(Records contained in a dataset)
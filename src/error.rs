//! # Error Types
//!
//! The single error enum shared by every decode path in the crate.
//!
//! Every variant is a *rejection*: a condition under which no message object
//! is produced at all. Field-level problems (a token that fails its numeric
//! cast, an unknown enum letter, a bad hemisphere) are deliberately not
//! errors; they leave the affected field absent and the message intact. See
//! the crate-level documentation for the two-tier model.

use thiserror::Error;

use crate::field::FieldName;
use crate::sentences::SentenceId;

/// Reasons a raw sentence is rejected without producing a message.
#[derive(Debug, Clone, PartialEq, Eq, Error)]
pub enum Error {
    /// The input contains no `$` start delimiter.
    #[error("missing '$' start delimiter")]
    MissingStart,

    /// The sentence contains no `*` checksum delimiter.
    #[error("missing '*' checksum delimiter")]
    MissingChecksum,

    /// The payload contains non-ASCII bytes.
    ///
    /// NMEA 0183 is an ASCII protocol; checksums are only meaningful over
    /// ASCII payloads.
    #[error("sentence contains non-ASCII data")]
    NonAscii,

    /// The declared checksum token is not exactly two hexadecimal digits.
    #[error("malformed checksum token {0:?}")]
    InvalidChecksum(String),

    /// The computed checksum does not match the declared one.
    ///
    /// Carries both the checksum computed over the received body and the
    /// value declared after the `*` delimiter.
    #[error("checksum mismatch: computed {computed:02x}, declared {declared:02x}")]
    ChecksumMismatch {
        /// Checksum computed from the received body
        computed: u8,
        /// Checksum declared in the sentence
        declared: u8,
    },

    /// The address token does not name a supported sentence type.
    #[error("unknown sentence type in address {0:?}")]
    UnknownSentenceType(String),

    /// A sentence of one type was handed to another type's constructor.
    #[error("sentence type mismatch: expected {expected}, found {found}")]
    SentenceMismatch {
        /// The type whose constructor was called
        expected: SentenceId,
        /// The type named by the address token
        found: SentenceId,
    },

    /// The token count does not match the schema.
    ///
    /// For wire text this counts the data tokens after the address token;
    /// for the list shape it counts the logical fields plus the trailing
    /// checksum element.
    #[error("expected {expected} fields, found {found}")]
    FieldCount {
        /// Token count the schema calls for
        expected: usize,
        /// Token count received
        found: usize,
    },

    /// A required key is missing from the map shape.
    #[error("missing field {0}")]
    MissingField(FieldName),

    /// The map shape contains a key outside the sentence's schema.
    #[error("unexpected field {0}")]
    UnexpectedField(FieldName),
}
...
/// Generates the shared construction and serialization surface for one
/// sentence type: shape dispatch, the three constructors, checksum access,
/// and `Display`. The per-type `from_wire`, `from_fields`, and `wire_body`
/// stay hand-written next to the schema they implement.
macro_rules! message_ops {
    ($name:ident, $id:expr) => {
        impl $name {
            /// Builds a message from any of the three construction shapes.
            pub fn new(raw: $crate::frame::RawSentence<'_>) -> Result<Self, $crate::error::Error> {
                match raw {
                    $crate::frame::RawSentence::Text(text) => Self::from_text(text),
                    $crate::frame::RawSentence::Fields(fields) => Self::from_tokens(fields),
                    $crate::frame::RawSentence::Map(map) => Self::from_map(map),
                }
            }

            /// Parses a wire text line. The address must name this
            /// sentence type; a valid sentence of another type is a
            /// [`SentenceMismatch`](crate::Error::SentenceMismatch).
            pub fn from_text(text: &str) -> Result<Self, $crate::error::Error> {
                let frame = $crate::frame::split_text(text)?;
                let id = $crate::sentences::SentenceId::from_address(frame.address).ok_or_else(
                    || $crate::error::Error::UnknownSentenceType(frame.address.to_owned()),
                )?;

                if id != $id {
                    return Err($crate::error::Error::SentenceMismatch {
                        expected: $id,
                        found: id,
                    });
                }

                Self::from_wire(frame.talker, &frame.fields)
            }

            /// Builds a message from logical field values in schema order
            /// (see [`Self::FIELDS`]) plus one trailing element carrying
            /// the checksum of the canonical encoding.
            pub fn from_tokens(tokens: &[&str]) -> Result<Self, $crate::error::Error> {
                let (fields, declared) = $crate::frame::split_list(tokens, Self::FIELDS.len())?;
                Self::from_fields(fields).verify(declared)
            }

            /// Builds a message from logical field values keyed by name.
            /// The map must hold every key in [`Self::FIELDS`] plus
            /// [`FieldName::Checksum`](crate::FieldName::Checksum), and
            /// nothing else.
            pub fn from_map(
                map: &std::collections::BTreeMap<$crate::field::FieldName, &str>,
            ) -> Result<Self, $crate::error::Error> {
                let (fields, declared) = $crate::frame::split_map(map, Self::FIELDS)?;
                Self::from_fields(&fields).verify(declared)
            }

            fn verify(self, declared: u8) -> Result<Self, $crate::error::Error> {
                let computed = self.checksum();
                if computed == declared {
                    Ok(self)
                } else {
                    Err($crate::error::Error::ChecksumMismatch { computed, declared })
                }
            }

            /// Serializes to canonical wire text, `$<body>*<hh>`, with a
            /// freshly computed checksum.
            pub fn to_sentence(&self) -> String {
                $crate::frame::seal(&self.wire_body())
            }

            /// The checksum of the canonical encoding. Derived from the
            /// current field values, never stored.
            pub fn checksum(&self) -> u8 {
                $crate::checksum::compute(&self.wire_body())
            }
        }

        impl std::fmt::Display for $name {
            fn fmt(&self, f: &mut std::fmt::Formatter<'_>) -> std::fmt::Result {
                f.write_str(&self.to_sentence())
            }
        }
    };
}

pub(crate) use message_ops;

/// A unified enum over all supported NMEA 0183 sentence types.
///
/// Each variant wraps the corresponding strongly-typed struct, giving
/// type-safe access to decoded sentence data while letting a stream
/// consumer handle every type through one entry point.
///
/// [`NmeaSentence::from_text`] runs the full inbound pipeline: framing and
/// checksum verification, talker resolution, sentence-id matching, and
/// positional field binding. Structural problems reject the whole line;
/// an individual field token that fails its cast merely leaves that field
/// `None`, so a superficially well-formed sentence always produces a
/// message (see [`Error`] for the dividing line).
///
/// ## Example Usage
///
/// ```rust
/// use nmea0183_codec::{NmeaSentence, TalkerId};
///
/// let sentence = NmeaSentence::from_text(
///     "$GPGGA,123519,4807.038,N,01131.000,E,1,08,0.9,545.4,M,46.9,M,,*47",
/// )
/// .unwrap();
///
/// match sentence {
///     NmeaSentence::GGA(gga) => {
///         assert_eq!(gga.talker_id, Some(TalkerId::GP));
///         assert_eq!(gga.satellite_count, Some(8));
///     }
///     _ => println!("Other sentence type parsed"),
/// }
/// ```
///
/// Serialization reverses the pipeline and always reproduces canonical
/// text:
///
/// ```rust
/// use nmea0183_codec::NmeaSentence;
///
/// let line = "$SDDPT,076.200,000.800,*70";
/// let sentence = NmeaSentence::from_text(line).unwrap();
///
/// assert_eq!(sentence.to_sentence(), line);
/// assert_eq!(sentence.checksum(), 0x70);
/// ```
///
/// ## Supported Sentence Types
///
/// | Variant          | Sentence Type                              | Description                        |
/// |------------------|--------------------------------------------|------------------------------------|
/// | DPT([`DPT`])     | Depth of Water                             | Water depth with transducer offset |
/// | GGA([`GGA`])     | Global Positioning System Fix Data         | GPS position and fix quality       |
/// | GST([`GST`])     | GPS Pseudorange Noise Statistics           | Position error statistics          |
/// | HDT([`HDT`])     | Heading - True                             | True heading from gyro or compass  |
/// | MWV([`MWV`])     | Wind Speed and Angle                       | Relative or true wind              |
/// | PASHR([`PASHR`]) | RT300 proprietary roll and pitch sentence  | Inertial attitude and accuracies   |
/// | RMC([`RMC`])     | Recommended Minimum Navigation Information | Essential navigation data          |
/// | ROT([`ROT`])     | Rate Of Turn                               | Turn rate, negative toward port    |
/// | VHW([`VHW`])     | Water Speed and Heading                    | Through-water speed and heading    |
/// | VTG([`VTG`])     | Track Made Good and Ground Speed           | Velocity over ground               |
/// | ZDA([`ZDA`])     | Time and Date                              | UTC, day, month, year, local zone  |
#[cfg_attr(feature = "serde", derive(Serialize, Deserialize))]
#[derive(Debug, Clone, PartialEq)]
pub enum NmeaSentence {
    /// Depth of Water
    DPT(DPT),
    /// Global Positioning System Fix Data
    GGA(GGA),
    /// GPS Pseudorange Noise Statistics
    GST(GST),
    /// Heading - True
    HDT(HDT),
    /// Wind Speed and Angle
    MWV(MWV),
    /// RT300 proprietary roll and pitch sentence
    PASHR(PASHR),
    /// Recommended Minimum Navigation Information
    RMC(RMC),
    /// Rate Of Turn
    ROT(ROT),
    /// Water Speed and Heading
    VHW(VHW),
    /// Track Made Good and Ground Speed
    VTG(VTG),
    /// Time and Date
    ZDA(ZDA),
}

* EXERCISE DETAILS
Locate the word "Water" in the records and collect each line it appears in.

* THE COMPLETED TASK
/// | DPT([`DPT`])     | Depth of Water                             | Water depth with transducer offset |
/// | VHW([`VHW`])     | Water Speed and Heading                    | Through-water speed and heading    |
    /// Depth of Water
    /// Water Speed and Heading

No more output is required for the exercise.